Why is this important?
Australia's ballooning health spend
According to the Australian Institute of Health and Welfare, the country spent over $121bn on healthcare between 2009-10. The following year it surpassed $130bn and it's been rising at six per cent each year - twice the growth rate of GDP.
Healthcare expenditure currently makes up 10 per cent of GDP but analysts Mark Dougan from Frost and Sullivan says that, "At the current rate, in perhaps about ten years or so, it will hit 15 per cent of GDP - mostly from public sources." He points out that this growth rate is "unsustainable."

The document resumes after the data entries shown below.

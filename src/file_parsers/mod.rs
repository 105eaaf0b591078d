/*
    fluxsync
    https://github.com/dbalsom/fluxfox

    Copyright 2024 Daniel Balsom

    Permission is hereby granted, free of charge, to any person obtaining a
    copy of this software and associated documentation files (the “Software”),
    to deal in the Software without restriction, including without limitation
    the rights to use, copy, modify, merge, publish, distribute, sublicense,
    and/or sell copies of the Software, and to permit persons to whom the
    Software is furnished to do so, subject to the following conditions:

    The above copyright notice and this permission notice shall be included in
    all copies or substantial portions of the Software.

    THE SOFTWARE IS PROVIDED “AS IS”, WITHOUT WARRANTY OF ANY KIND, EXPRESS OR
    IMPLIED, INCLUDING BUT NOT LIMITED TO THE WARRANTIES OF MERCHANTABILITY,
    FITNESS FOR A PARTICULAR PURPOSE AND NONINFRINGEMENT. IN NO EVENT SHALL THE
    AUTHORS OR COPYRIGHT HOLDERS BE LIABLE FOR ANY CLAIM, DAMAGES OR OTHER
    LIABILITY, WHETHER IN AN ACTION OF CONTRACT, TORT OR OTHERWISE, ARISING
    FROM, OUT OF OR IN CONNECTION WITH THE SOFTWARE OR THE USE OR OTHER
    DEALINGS IN THE SOFTWARE.

    --------------------------------------------------------------------------
*/

//! Image format parsers. Only the SuperCard Pro flux format is supported.

pub mod scp;

/// Returns a list of advertised file extensions supported by available image format parsers.
pub fn supported_extensions() -> Vec<&'static str> {
    scp::ScpFormat::extensions()
}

According to South Australia Health's October 2012 report:
Quote:At the time we released the 2007 South Australian Health Care Plan, if SA Health had continued spending at the same rate, then by 2032 the entire State budget will be consumed by Health alone. Our efforts to reduce growth in demand has now pushed this back to 2038. Slowing the growth in demand, however, must be accompanied by providing more efficient services in order to deliver a balanced budget...
Peter Croft from Allocate (healthcare) Software adds, "Most State governments have identified a point in the future where the growth in funding for health is going to consume the entire state budget."
The problem is that improvements have to come from efficiency gains and not spending cuts. As Stephen Duckett and Cassie McGannon said recently in The Conversation:
Quote:Reducing health spending growth will not be easy. As
Grattan's Game-changers report last year showed, Australia already has one of the OECD's most efficient health systems, in terms of life expectancy achieved for dollars spent. Sweeping cuts to health funding, or shifting costs to consumers, could have serious consequences. Blunt cost-cutting risks reducing health and well-being, and could ultimately lead to higher government costs due to illness, increased health-care needs and lower workforce participation.